- _Required action_
Copy the lines exactly as they appear, starting with the first line of the records and ending with the line that contains "a blob file.".

- _Supplied data_
//! Filesystem-backed blob store.
//!
//! Each blob is one file at `<root>/<key>`; `/` in a key becomes a directory
//! separator. Writes go to a temporary file in the target directory that is
//! then renamed over the destination, so readers never see a torn blob.
//! Temporary files are dot-prefixed, which no valid [`BlobKey`] can be, and
//! are skipped by [`BlobStore::list`].
//!
//! A file cannot also be a directory, so a key is refused with
//! [`StoreError::KeyConflict`] when a blob exists at one of its ancestors or
//! below it.

use std::fs;
use std::io::{self, Write};
use std::path::{Path, PathBuf};
use std::sync::Mutex;

use tempfile::NamedTempFile;
use tracing::debug;
use walkdir::WalkDir;
use wiki_types::{BlobKey, ETag};

use crate::blob::{StoredBlob, WriteCondition};
use crate::error::{StoreError, StoreResult};
use crate::traits::BlobStore;

/// Blob store rooted at a directory.
///
/// Conditional writes are serialized through an in-process mutex. Two
/// processes sharing one root can still interleave between the check and
/// the rename.
pub struct FsBlobStore {
    root: PathBuf,
    write_lock: Mutex<()>,
}

impl FsBlobStore {
    /// Open (or create) a store rooted at `root`.
    pub fn open(root: impl Into<PathBuf>) -> StoreResult<Self> {
        let root = root.into();
        fs::create_dir_all(&root)?;
        debug!(root = %root.display(), "opened filesystem blob store");
        Ok(Self {
            root,
            write_lock: Mutex::new(()),
        })
    }

    pub fn root(&self) -> &Path {
        &self.root
    }

    fn path_for(&self, key: &BlobKey) -> PathBuf {
        key.as_str()
            .split('/')
            .fold(self.root.clone(), |path, component| path.join(component))
    }

    /// The nearest-to-root ancestor of `key` stored as a blob.
    fn blob_ancestor(&self, key: &BlobKey) -> Option<BlobKey> {
        key.ancestors().find(|a| self.path_for(a).is_file())
    }

    /// Whether a failed access to `key` just means there is no such blob: the
    /// path is a directory, or runs through a blob file.
    fn is_not_a_blob(&self, key: &BlobKey, path: &Path) -> bool {
        path.is_dir() || self.blob_ancestor(key).is_some()
    }

    /// A blob that writing `key` would nest under or cover.
    fn conflicting_key(&self, key: &BlobKey) -> StoreResult<Option<BlobKey>> {
        if let Some(ancestor) = self.blob_ancestor(key) {
            return Ok(Some(ancestor));
        }
        let path = self.path_for(key);
        if !path.is_dir() {
            return Ok(None);
        }
        if let Some(nested) = self.walk_keys(&path)?.into_iter().min() {
            return Ok(Some(nested));
        }
        // Only empty directories left behind by deleted blobs.
        fs::remove_dir_all(&path)?;
        Ok(None)
    }

    /// Keys of all blob files below `dir`.
    fn walk_keys(&self, dir: &Path) -> StoreResult<Vec<BlobKey>> {
        let mut keys = Vec::new();
        for entry in WalkDir::new(dir).min_depth(1) {
            let entry = entry.map_err(|e| {
                StoreError::Io(
                    e.into_io_error()
                        .unwrap_or_else(|| io::Error::other("directory walk failed")),
                )
            })?;
            if !entry.file_type().is_file() {
                continue;
            }
            if let Some(key) = self.key_for(entry.path())? {
                keys.push(key);
            }
        }
        Ok(keys)
    }

    fn key_for(&self, path: &Path) -> StoreResult<Option<BlobKey>> {
        let Ok(relative) = path.strip_prefix(&self.root) else {
            return Ok(None);
        };
        let mut parts = Vec::new();
        for component in relative.components() {
            let Some(part) = component.as_os_str().to_str() else {
                return Ok(None);
            };
            if part.starts_with('.') {
                return Ok(None);
            }
            parts.push(part);
        }
        Ok(Some(BlobKey::new(parts.join("/"))?))
    }
}

impl BlobStore for FsBlobStore {
    fn read(&self, key: &BlobKey) -> StoreResult<Option<StoredBlob>> {
        let path = self.path_for(key);
        match fs::read(&path) {
            Ok(data) => Ok(Some(StoredBlob::new(key.clone(), data))),
            Err(e) if e.kind() == io::ErrorKind::NotFound => Ok(None),
            Err(_) if self.is_not_a_blob(key, &path) => Ok(None),
            Err(e) => Err(e.into()),
        }
    }

    fn write_if(
        &self,
        key: &BlobKey,
        data: &[u8],
        condition: WriteCondition,
    ) -> StoreResult<ETag> {
        let _guard = self
            .write_lock
            .lock()
            .map_err(|e| StoreError::Unavailable(format!("lock poisoned: {e}")))?;

        if let Some(existing) = self.conflicting_key(key)? {
            return Err(StoreError::KeyConflict {
                key: key.clone(),
                existing,
            });
        }
        let path = self.path_for(key);
        if condition != WriteCondition::Any {
            let current = self.read(key)?.map(|b| b.etag);
            condition.check(key, current)?;
        }

        let parent = path.parent().unwrap_or(&self.root);
        fs::create_dir_all(parent)?;
        let mut tmp = NamedTempFile::new_in(parent)?;
        tmp.write_all(data)?;
        tmp.as_file().sync_all()?;
        tmp.persist(&path).map_err(|e| StoreError::Io(e.error))?;

        let blob = StoredBlob::new(key.clone(), data.to_vec());
        debug!(key = %key, etag = %blob.etag.short_hex(), size = data.len(), "blob written");
        Ok(blob.etag)
    }

    fn exists(&self, key: &BlobKey) -> StoreResult<bool> {
        Ok(self.path_for(key).is_file())
    }

    fn list(&self, prefix: &str) -> StoreResult<Vec<BlobKey>> {
        let mut keys = self.walk_keys(&self.root)?;
        keys.retain(|key| key.as_str().starts_with(prefix));
        keys.sort();
        Ok(keys)
    }

    fn delete(&self, key: &BlobKey) -> StoreResult<bool> {
        let path = self.path_for(key);
        match fs::remove_file(&path) {
            Ok(()) => Ok(true),
            Err(e) if e.kind() == io::ErrorKind::NotFound => Ok(false),
            Err(_) if self.is_not_a_blob(key, &path) => Ok(false),
            Err(e) => Err(e.into()),
        }
    }
}

impl std::fmt::Debug for FsBlobStore {
    fn fmt(&self, f: &mut std::fmt::Formatter<'_>) -> std::fmt::Result {
        f.debug_struct("FsBlobStore")
            .field("root", &self.root)
            .finish()
    }
}

#[cfg(test)]
mod tests {
    use super::*;
    use tempfile::TempDir;

    fn key(name: &str) -> BlobKey {
        BlobKey::new(name).unwrap()
    }

    fn open() -> (TempDir, FsBlobStore) {
        let dir = TempDir::new().unwrap();
        let store = FsBlobStore::open(dir.path().join("pages")).unwrap();
        (dir, store)
    }

    #[test]
    fn open_creates_root() {
        let (dir, store) = open();
        assert!(dir.path().join("pages").is_dir());
        assert_eq!(store.root(), dir.path().join("pages"));
    }

    #[test]
    fn write_then_read_reports_same_etag() {
        let (_dir, store) = open();
        let etag = store.write(&key("White Oak"), b"<p>white</p>").unwrap();
        let blob = store.read(&key("White Oak")).unwrap().unwrap();
        assert_eq!(blob.data, b"<p>white</p>");
        assert_eq!(blob.etag, etag);
    }

    #[test]
    fn missing_blob_is_none() {
        let (_dir, store) = open();
        assert!(store.read(&key("nope")).unwrap().is_none());
        assert!(!store.exists(&key("nope")).unwrap());
        assert!(!store.delete(&key("nope")).unwrap());
    }

    #[test]
    fn nested_keys_become_directories() {
        let (dir, store) = open();
        store.write(&key("users/amy"), b"{}").unwrap();
        assert!(dir.path().join("pages").join("users").join("amy").is_file());
        // The directory itself is not a blob.
        assert!(store.read(&key("users")).unwrap().is_none());
        assert!(!store.exists(&key("users")).unwrap());
    }

    #[test]
    fn list_walks_nested_keys_and_skips_temp_files() {
        let (dir, store) = open();
        store.write(&key("tags.csv"), b"filename,tags\n").unwrap();
        store.write(&key("users/zed"), b"z").unwrap();
        store.write(&key("users/amy"), b"a").unwrap();
        fs::write(dir.path().join("pages").join(".tmpXYZ"), b"junk").unwrap();

        let all: Vec<String> = store.list("").unwrap().into_iter().map(String::from).collect();
        assert_eq!(all, vec!["tags.csv", "users/amy", "users/zed"]);

        let users = store.list("users/").unwrap();
        assert_eq!(users.len(), 2);
    }

    #[test]
    fn conditional_writes() {
        let (_dir, store) = open();
        let v1 = store
            .write_if(&key("doc"), b"v1", WriteCondition::Absent)
            .unwrap();
        assert!(store
            .write_if(&key("doc"), b"again", WriteCondition::Absent)
            .unwrap_err()
            .is_precondition_failed());

        store
            .write_if(&key("doc"), b"v2", WriteCondition::Matches(v1))
            .unwrap();
        assert!(store
            .write_if(&key("doc"), b"stale", WriteCondition::Matches(v1))
            .unwrap_err()
            .is_precondition_failed());
        assert_eq!(store.read_text(&key("doc")).unwrap().unwrap(), "v2");
    }

    #[test]
    fn blob_file_blocks_nested_keys() {
        let (dir, store) = open();
        store.write(&key("Oak"), b"<p>oak</p>").unwrap();

        let err = store.write(&key("Oak/Live"), b"<p>live</p>").unwrap_err();
        assert!(err.is_key_conflict(), "{err}");
        assert!(!err.is_unavailable());
        assert!(store.read(&key("Oak/Live")).unwrap().is_none());
        assert!(!store.delete(&key("Oak/Live")).unwrap());
        assert!(dir.path().join("pages").join("Oak").is_file());
    }

    #[test]
    fn emptied_directory_can_become_a_blob() {
        let (_dir, store) = open();
        store.write(&key("Oak/Live"), b"x").unwrap();
        assert!(store.write(&key("Oak"), b"y").unwrap_err().is_key_conflict());
        assert!(!store.delete(&key("Oak")).unwrap());

        store.delete(&key("Oak/Live")).unwrap();
        store.write(&key("Oak"), b"y").unwrap();
        assert_eq!(store.read_text(&key("Oak")).unwrap().unwrap(), "y");
    }

    #[test]
    fn delete_removes_file() {
        let (_dir, store) = open();
        store.write(&key("bye"), b"x").unwrap();
        assert!(store.delete(&key("bye")).unwrap());
        assert!(store.read(&key("bye")).unwrap().is_none());
    }

    #[test]
    fn reopen_sees_existing_blobs() {
        let dir = TempDir::new().unwrap();
        {
            let store = FsBlobStore::open(dir.path()).unwrap();
            store.write(&key("persisted"), b"still here").unwrap();
        }
        let store = FsBlobStore::open(dir.path()).unwrap();
        assert_eq!(
            store.read_text(&key("persisted")).unwrap().unwrap(),
            "still here"
        );
    }
}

- _Written answer_
//! Filesystem-backed blob store.
//!
//! Each blob is one file at `<root>/<key>`; `/` in a key becomes a directory
//! separator. Writes go to a temporary file in the target directory that is
//! then renamed over the destination, so readers never see a torn blob.
//! Temporary files are dot-prefixed, which no valid [`BlobKey`] can be, and
//! are skipped by [`BlobStore::list`].
//!
//! A file cannot also be a directory, so a key is refused with
//! [`StoreError::KeyConflict`] when a blob exists at one of its ancestors or
//! below it.

use std::fs;
use std::io::{self, Write};
use std::path::{Path, PathBuf};
use std::sync::Mutex;

use tempfile::NamedTempFile;
use tracing::debug;
use walkdir::WalkDir;
use wiki_types::{BlobKey, ETag};

use crate::blob::{StoredBlob, WriteCondition};
use crate::error::{StoreError, StoreResult};
use crate::traits::BlobStore;

/// Blob store rooted at a directory.
///
/// Conditional writes are serialized through an in-process mutex. Two
/// processes sharing one root can still interleave between the check and
/// the rename.
pub struct FsBlobStore {
    root: PathBuf,
    write_lock: Mutex<()>,
}

impl FsBlobStore {
    /// Open (or create) a store rooted at `root`.
    pub fn open(root: impl Into<PathBuf>) -> StoreResult<Self> {
        let root = root.into();
        fs::create_dir_all(&root)?;
        debug!(root = %root.display(), "opened filesystem blob store");
        Ok(Self {
            root,
            write_lock: Mutex::new(()),
        })
    }

    pub fn root(&self) -> &Path {
        &self.root
    }

    fn path_for(&self, key: &BlobKey) -> PathBuf {
        key.as_str()
            .split('/')
            .fold(self.root.clone(), |path, component| path.join(component))
    }

    /// The nearest-to-root ancestor of `key` stored as a blob.
    fn blob_ancestor(&self, key: &BlobKey) -> Option<BlobKey> {
        key.ancestors().find(|a| self.path_for(a).is_file())
    }

    /// Whether a failed access to `key` just means there is no such blob: the
    /// path is a directory, or runs through a blob file.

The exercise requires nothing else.